Check every line of the entries for "OutputSection", and copy the lines that hold it.

- **Stored items**
▬▬▬▬▬▬▬▬▬▬
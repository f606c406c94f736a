//! Settings document and run configuration
//!
//! The settings document is a YAML file with three sections:
//!
//! ```yaml
//! paths:
//!   temp_dir: ~/BestStemSplitterEver/temp
//!   output_dir: ~/Music/Stems
//! tools:
//!   drumsep_dir: ./drumsep
//!   demucs_model: htdemucs_6s
//!   demucs_bin: demucs
//! output:
//!   organize_by_song: true
//!   include_key_bpm: true
//!   filename_format: "{key} - {bpm}BPM - {name} - ({stem})"
//! ```
//!
//! [`Resolver`] merges that document with command-line overrides into an
//! immutable [`RunConfig`].

use crate::config::cli::Cli;
use directories::BaseDirs;
use serde::{Deserialize, Serialize};
use std::path::{Component, Path, PathBuf};
use tracing::{debug, info, warn};

/// Environment variable overriding the install location
pub const HOME_ENV_VAR: &str = "STEMSPLIT_HOME";

/// File name of the settings document inside the install location
pub const CONFIG_FILE_NAME: &str = "config.yaml";

/// Default filename template
pub const DEFAULT_FILENAME_FORMAT: &str = "{key} - {bpm}BPM - {name} - ({stem})";

/// Default demucs model
pub const DEFAULT_MODEL: &str = "htdemucs_6s";

// =============================================================================
// Settings document
// =============================================================================

/// `paths` section
#[derive(Debug, Clone, PartialEq, Serialize, Deserialize)]
#[serde(default)]
pub struct PathsSection {
    pub temp_dir: String,
    pub output_dir: String,
}

impl Default for PathsSection {
    fn default() -> Self {
        Self {
            temp_dir: "~/BestStemSplitterEver/temp".to_string(),
            output_dir: "~/Music/Stems".to_string(),
        }
    }
}

/// `tools` section
#[derive(Debug, Clone, PartialEq, Serialize, Deserialize)]
#[serde(default)]
pub struct ToolsSection {
    /// Drumsep checkout; relative paths are resolved against the install location
    pub drumsep_dir: String,
    pub demucs_model: String,
    /// Program used to launch demucs
    pub demucs_bin: String,
}

impl Default for ToolsSection {
    fn default() -> Self {
        Self {
            drumsep_dir: "./drumsep".to_string(),
            demucs_model: DEFAULT_MODEL.to_string(),
            demucs_bin: "demucs".to_string(),
        }
    }
}

/// `output` section
#[derive(Debug, Clone, PartialEq, Serialize, Deserialize)]
#[serde(default)]
pub struct OutputSection {
    pub organize_by_song: bool,
    pub include_key_bpm: bool,
    pub filename_format: String,
}

impl Default for OutputSection {
    fn default() -> Self {
        Self {
            organize_by_song: true,
            include_key_bpm: true,
            filename_format: DEFAULT_FILENAME_FORMAT.to_string(),
        }
    }
}

/// The persisted settings document
#[derive(Debug, Clone, Default, PartialEq, Serialize, Deserialize)]
#[serde(default)]
pub struct SettingsDocument {
    pub paths: PathsSection,
    pub tools: ToolsSection,
    pub output: OutputSection,
}

// =============================================================================
// Run configuration
// =============================================================================

/// Fully resolved configuration for one run
///
/// Created by [`Resolver::resolve`] and consumed read-only afterward.
#[derive(Debug, Clone, PartialEq)]
pub struct RunConfig {
    /// Scratch root handed to demucs
    pub temp_dir: PathBuf,
    /// Root of the output contract
    pub output_dir: PathBuf,
    /// demucs model name
    pub model_selector: String,
    /// Put each song's stems in their own folder
    pub organize_by_song: bool,
    /// Name the song folder after the key/BPM template
    pub include_key_bpm: bool,
    /// Filename template, compiled at the start of each run
    pub filename_template: String,
    /// Absolute drumsep checkout directory
    pub drumsep_dir: PathBuf,
    /// Program used to launch demucs
    pub demucs_bin: String,
    /// Open the output folder when finished
    pub reveal_output: bool,
    /// Show spinners while external tools run
    pub show_progress: bool,
    /// Plan only, run no tools
    pub dry_run: bool,
}

impl RunConfig {
    /// Resolve configuration from CLI arguments using the process environment
    pub fn from_cli(cli: &Cli) -> Self {
        let overrides = Overrides {
            config_path: cli.config.clone(),
            output_dir: cli.output.clone(),
            model: cli.model.clone(),
        };

        let mut config = Resolver::from_environment().resolve(&overrides);
        config.reveal_output = !cli.no_open;
        config.show_progress = !cli.quiet;
        config.dry_run = cli.dry_run;
        config
    }

    /// Directory the drum model weights are loaded from
    pub fn drumsep_model_dir(&self) -> PathBuf {
        self.drumsep_dir.join("model")
    }
}

/// Caller-supplied overrides; each one wins over the settings document
#[derive(Debug, Clone, Default)]
pub struct Overrides {
    pub config_path: Option<PathBuf>,
    pub output_dir: Option<PathBuf>,
    pub model: Option<String>,
}

// =============================================================================
// Resolver
// =============================================================================

/// Merges the settings document with overrides into a [`RunConfig`]
#[derive(Debug, Clone)]
pub struct Resolver {
    install_dir: PathBuf,
    home_dir: Option<PathBuf>,
}

impl Resolver {
    pub fn new(install_dir: impl Into<PathBuf>, home_dir: Option<PathBuf>) -> Self {
        Self {
            install_dir: install_dir.into(),
            home_dir,
        }
    }

    /// Resolver rooted at the running executable (or `STEMSPLIT_HOME`)
    pub fn from_environment() -> Self {
        let home_dir = BaseDirs::new().map(|dirs| dirs.home_dir().to_path_buf());
        Self::new(install_dir(), home_dir)
    }

    pub fn install_dir(&self) -> &Path {
        &self.install_dir
    }

    /// Default settings document location
    pub fn default_config_path(&self) -> PathBuf {
        self.install_dir.join(CONFIG_FILE_NAME)
    }

    /// Resolve a full run configuration
    pub fn resolve(&self, overrides: &Overrides) -> RunConfig {
        let config_path = overrides
            .config_path
            .clone()
            .unwrap_or_else(|| self.default_config_path());
        let document = self.load_document(&config_path);

        let output_dir = match &overrides.output_dir {
            Some(dir) => absolutize(dir),
            None => self.expand_home(&document.paths.output_dir),
        };

        let model_selector = match &overrides.model {
            Some(model) => {
                info!("Overriding demucs model to: {}", model);
                model.clone()
            }
            None => document.tools.demucs_model.clone(),
        };

        let config = RunConfig {
            temp_dir: self.expand_home(&document.paths.temp_dir),
            output_dir,
            model_selector,
            organize_by_song: document.output.organize_by_song,
            include_key_bpm: document.output.include_key_bpm,
            filename_template: document.output.filename_format.clone(),
            drumsep_dir: self.resolve_tool_dir(&document.tools.drumsep_dir),
            demucs_bin: document.tools.demucs_bin.clone(),
            reveal_output: true,
            show_progress: true,
            dry_run: false,
        };

        debug!("Resolved run configuration: {:?}", config);
        config
    }

    /// Load the settings document, falling back to defaults
    ///
    /// A missing document is replaced by the defaults, which are also written
    /// to `path` for later editing. A malformed document is left untouched.
    pub fn load_document(&self, path: &Path) -> SettingsDocument {
        if !path.exists() {
            warn!("Config file not found at {}, using defaults", path.display());
            let document = SettingsDocument::default();
            match save_document(&document, path) {
                Ok(()) => info!("Created default config at {}", path.display()),
                Err(e) => warn!("Could not create default config at {}: {}", path.display(), e),
            }
            return document;
        }

        let contents = match std::fs::read_to_string(path) {
            Ok(contents) => contents,
            Err(e) => {
                warn!("Failed to read config file {}: {}, using defaults", path.display(), e);
                return SettingsDocument::default();
            }
        };

        match serde_yaml::from_str::<SettingsDocument>(&contents) {
            Ok(document) => {
                info!("Loaded configuration from {}", path.display());
                document
            }
            Err(e) => {
                warn!("Error loading config file {}: {}, using defaults", path.display(), e);
                SettingsDocument::default()
            }
        }
    }

    /// Expand a leading `~` against the home directory
    fn expand_home(&self, raw: &str) -> PathBuf {
        let rest = if raw == "~" {
            Some("")
        } else {
            raw.strip_prefix("~/").or_else(|| raw.strip_prefix("~\\"))
        };

        match (rest, &self.home_dir) {
            (Some(rest), Some(home)) => home.join(rest),
            _ => PathBuf::from(raw),
        }
    }

    /// Resolve a tool location: `~` against home, relative against the install dir
    fn resolve_tool_dir(&self, raw: &str) -> PathBuf {
        if raw.starts_with('~') {
            return self.expand_home(raw);
        }
        let path = Path::new(raw);
        if path.is_absolute() {
            normalize_lexically(path)
        } else {
            normalize_lexically(&self.install_dir.join(path))
        }
    }
}

/// Write a settings document as YAML, creating parent directories
pub fn save_document(document: &SettingsDocument, path: &Path) -> crate::Result<()> {
    if let Some(parent) = path.parent() {
        if !parent.as_os_str().is_empty() {
            std::fs::create_dir_all(parent)?;
        }
    }

    let yaml = serde_yaml::to_string(document)
        .map_err(|e| crate::StemsplitError::ConfigError(format!("Failed to serialize config: {}", e)))?;
    std::fs::write(path, yaml)?;
    Ok(())
}

/// Directory of the running executable, or `STEMSPLIT_HOME` when set
pub fn install_dir() -> PathBuf {
    if let Some(dir) = std::env::var_os(HOME_ENV_VAR) {
        return PathBuf::from(dir);
    }

    std::env::current_exe()
        .ok()
        .and_then(|exe| exe.parent().map(Path::to_path_buf))
        .unwrap_or_else(|| PathBuf::from("."))
}

fn absolutize(path: &Path) -> PathBuf {
    if path.is_absolute() {
        return normalize_lexically(path);
    }
    match std::env::current_dir() {
        Ok(cwd) => normalize_lexically(&cwd.join(path)),
        Err(_) => path.to_path_buf(),
    }
}

/// Remove `.` and resolve `..` components without touching the filesystem
fn normalize_lexically(path: &Path) -> PathBuf {
    let mut normalized = PathBuf::new();
    for component in path.components() {
        match component {
            Component::CurDir => {}
            Component::ParentDir => {
                if !normalized.pop() {
                    normalized.push("..");
                }
            }
            other => normalized.push(other.as_os_str()),
        }
    }
    normalized
}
▬▬▬▬▬▬▬▬▬▬
- **WRITTEN SOLUTION**
pub struct OutputSection {
impl Default for OutputSection {
    pub output: OutputSection,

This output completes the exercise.